Lark always knew she was different. At sixteen she is the oldest teenager not to have been harvested. The Institute powers the City’s wall with the magic stripped from its children. The Harvesting marks the passage into adulthood and every child looks forward to the time they can give back to the City….well everyone except for Lark.

Lark is very much on her own since her brother Basil disappeared a few years before. He had given her a paper bird and powered it with magic, which was forbidden within the City, not long before he disappeared on an expedition outside the Wall. Lark cherishes the paper bird and keeps it with her always but little did she realise that it would become a portent for her future.
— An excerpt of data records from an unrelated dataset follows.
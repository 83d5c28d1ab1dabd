use parking_lot::Mutex;
use std::collections::HashMap;
use std::fs;
use std::io::Write;
use std::path::PathBuf;
use thiserror::Error;

#[derive(Debug, Error)]
pub enum StorageError {
    #[error("storage quota exceeded: writing {needed} bytes with {available} available")]
    QuotaExceeded { needed: usize, available: usize },

    #[error("invalid storage key '{0}'")]
    InvalidKey(String),

    #[error("storage I/O error on '{path}': {source}")]
    Io {
        path: PathBuf,
        source: std::io::Error,
    },

    #[error("failed to encode stored value: {0}")]
    Encode(#[from] serde_json::Error),
}

/// String key/value persistence with the shape of a browser's local storage.
pub trait KeyValueStore: Send + Sync {
    fn get_item(&self, key: &str) -> Result<Option<String>, StorageError>;
    fn set_item(&self, key: &str, value: &str) -> Result<(), StorageError>;
    fn remove_item(&self, key: &str) -> Result<(), StorageError>;
}

/// Keeps one JSON file per key under a base directory.
pub struct DirectoryStorage {
    base_dir: PathBuf,
}

impl DirectoryStorage {
    pub fn new(base_dir: &str) -> Result<Self, StorageError> {
        let expanded = shellexpand::tilde(base_dir).to_string();
        let base = PathBuf::from(expanded);
        fs::create_dir_all(&base).map_err(|source| StorageError::Io {
            path: base.clone(),
            source,
        })?;
        Ok(Self { base_dir: base })
    }

    fn path_for(&self, key: &str) -> Result<PathBuf, StorageError> {
        let valid = !key.is_empty()
            && key
                .chars()
                .all(|c| c.is_ascii_alphanumeric() || c == '-' || c == '_');
        if !valid {
            return Err(StorageError::InvalidKey(key.to_string()));
        }
        Ok(self.base_dir.join(format!("{key}.json")))
    }
}

impl KeyValueStore for DirectoryStorage {
    fn get_item(&self, key: &str) -> Result<Option<String>, StorageError> {
        let path = self.path_for(key)?;
        match fs::read_to_string(&path) {
            Ok(contents) => Ok(Some(contents)),
            Err(e) if e.kind() == std::io::ErrorKind::NotFound => Ok(None),
            Err(source) => Err(StorageError::Io { path, source }),
        }
    }

    /// Writes to a sibling temp file and renames it over the target, so a
    /// reader never sees a half-written blob.
    fn set_item(&self, key: &str, value: &str) -> Result<(), StorageError> {
        let path = self.path_for(key)?;
        let tmp = path.with_extension(format!("json.{}.tmp", uuid::Uuid::new_v4().simple()));
        let io_err = |source| StorageError::Io { path: tmp.clone(), source };

        let mut file = fs::File::create(&tmp).map_err(io_err)?;
        file.write_all(value.as_bytes()).map_err(io_err)?;
        file.sync_all().map_err(io_err)?;
        drop(file);

        fs::rename(&tmp, &path).map_err(|source| {
            let _ = fs::remove_file(&tmp);
            StorageError::Io { path: path.clone(), source }
        })
    }

    fn remove_item(&self, key: &str) -> Result<(), StorageError> {
        let path = self.path_for(key)?;
        match fs::remove_file(&path) {
            Ok(()) => Ok(()),
            Err(e) if e.kind() == std::io::ErrorKind::NotFound => Ok(()),
            Err(source) => Err(StorageError::Io { path, source }),
        }
    }
}

/// Volatile storage, optionally capped at a total byte size.
#[derive(Default)]
pub struct MemoryStorage {
    items: Mutex<HashMap<String, String>>,
    quota: Option<usize>,
}

impl MemoryStorage {
    pub fn new() -> Self {
        Self::default()
    }

    pub fn with_quota(quota: usize) -> Self {
        Self {
            items: Mutex::new(HashMap::new()),
            quota: Some(quota),
        }
    }
}

impl KeyValueStore for MemoryStorage {
    fn get_item(&self, key: &str) -> Result<Option<String>, StorageError> {
        Ok(self.items.lock().get(key).cloned())
    }

    fn set_item(&self, key: &str, value: &str) -> Result<(), StorageError> {
        let mut items = self.items.lock();
        if let Some(quota) = self.quota {
            let used: usize = items
                .iter()
                .filter(|(k, _)| k.as_str() != key)
                .map(|(k, v)| k.len() + v.len())
                .sum();
            let needed = key.len() + value.len();
            let available = quota.saturating_sub(used);
            if needed > available {
                return Err(StorageError::QuotaExceeded { needed, available });
            }
        }
        items.insert(key.to_string(), value.to_string());
        Ok(())
    }

    fn remove_item(&self, key: &str) -> Result<(), StorageError> {
        self.items.lock().remove(key);
        Ok(())
    }
}

#[cfg(test)]
mod tests {
    use super::*;
    use tempfile::TempDir;

    #[test]
    fn directory_storage_round_trips_and_removes() {
        let tmp = TempDir::new().unwrap();
        let storage = DirectoryStorage::new(tmp.path().to_str().unwrap()).unwrap();

        assert_eq!(storage.get_item("multi-bank-files").unwrap(), None);
        storage.set_item("multi-bank-files", "[]").unwrap();
        assert_eq!(storage.get_item("multi-bank-files").unwrap().as_deref(), Some("[]"));

        storage.set_item("multi-bank-files", "[1]").unwrap();
        assert_eq!(storage.get_item("multi-bank-files").unwrap().as_deref(), Some("[1]"));

        storage.remove_item("multi-bank-files").unwrap();
        assert_eq!(storage.get_item("multi-bank-files").unwrap(), None);
        // Removing twice is fine.
        storage.remove_item("multi-bank-files").unwrap();
    }

    #[test]
    fn directory_storage_leaves_no_temp_files() {
        let tmp = TempDir::new().unwrap();
        let storage = DirectoryStorage::new(tmp.path().to_str().unwrap()).unwrap();
        storage.set_item("bank-comparison-cache", "{}").unwrap();

        let names: Vec<_> = fs::read_dir(tmp.path())
            .unwrap()
            .map(|e| e.unwrap().file_name().into_string().unwrap())
            .collect();
        assert_eq!(names, vec!["bank-comparison-cache.json".to_string()]);
    }

    #[test]
    fn directory_storage_rejects_path_like_keys() {
        let tmp = TempDir::new().unwrap();
        let storage = DirectoryStorage::new(tmp.path().to_str().unwrap()).unwrap();
        assert!(matches!(
            storage.set_item("../escape", "x"),
            Err(StorageError::InvalidKey(_))
        ));
    }

    #[test]
    fn memory_storage_enforces_quota() {
        let storage = MemoryStorage::with_quota(16);
        storage.set_item("k", "0123456789").unwrap();
        // Replacing a key only counts the new value.
        storage.set_item("k", "abcdefghij").unwrap();
        let err = storage.set_item("other", "0123456789").unwrap_err();
        assert!(matches!(err, StorageError::QuotaExceeded { .. }));
        assert_eq!(storage.get_item("other").unwrap(), None);
    }
}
Finally Lark is selected for the Harvesting and while exploring the Institute she discovers a woman suspended from cables and in abject pain. The woman only manages to say one word  ‘run’. Lark doesn’t have time to react and ends up being captured and subsequently Harvested. Drained of her power, Lark is all ready to return home to her older brother Caesar and her parents when she is sent for a second harvesting. A second turns into a third and Lark realises that they aren’t going to let her go. She comes to the realisation that she isn’t normal, she is a Renewable, a human that continually regenerates their power source.

The continual harvestings are torture and not just on her body but her hope at ever escaping. Her future looks bleak and she is reminded of the woman she saw when she first came into the Institute. The mysterious woman makes a connection with Lark during the harvestings and tells her to follow the birds to the Iron Forest. With no means of escape and weak from the torture of the harvesting Lark doesn’t know how she will be able to stop becoming the City’s next human battery. Her one hope is Chris, the handsome attendant in the Institute. One day, almost out of the blue, Chris gives her a key and the means of escape and she just had to take the chance and do it.

Lark manages to escape and after a near capture at the hands of her brother Caesar, she finds herself outside the Wall and completely on her own. She is half starved, has barely any clothes, no supplies and not sure how to find the Iron Forest. It is her first time outside away from the confines of the City, the first time she has seen the sky, the first time on her own and she is terrified. She starts her trek and its not long before she is found by one of the clockwork pixies who are effectively mechanised spies for the Institute. She disables the tracking capabilities of the pixy and they end up forming an uneasy alliance. They have a rather existential conversation about whether a machine can have free will which was very reminiscent of a number of Star Trek episodes.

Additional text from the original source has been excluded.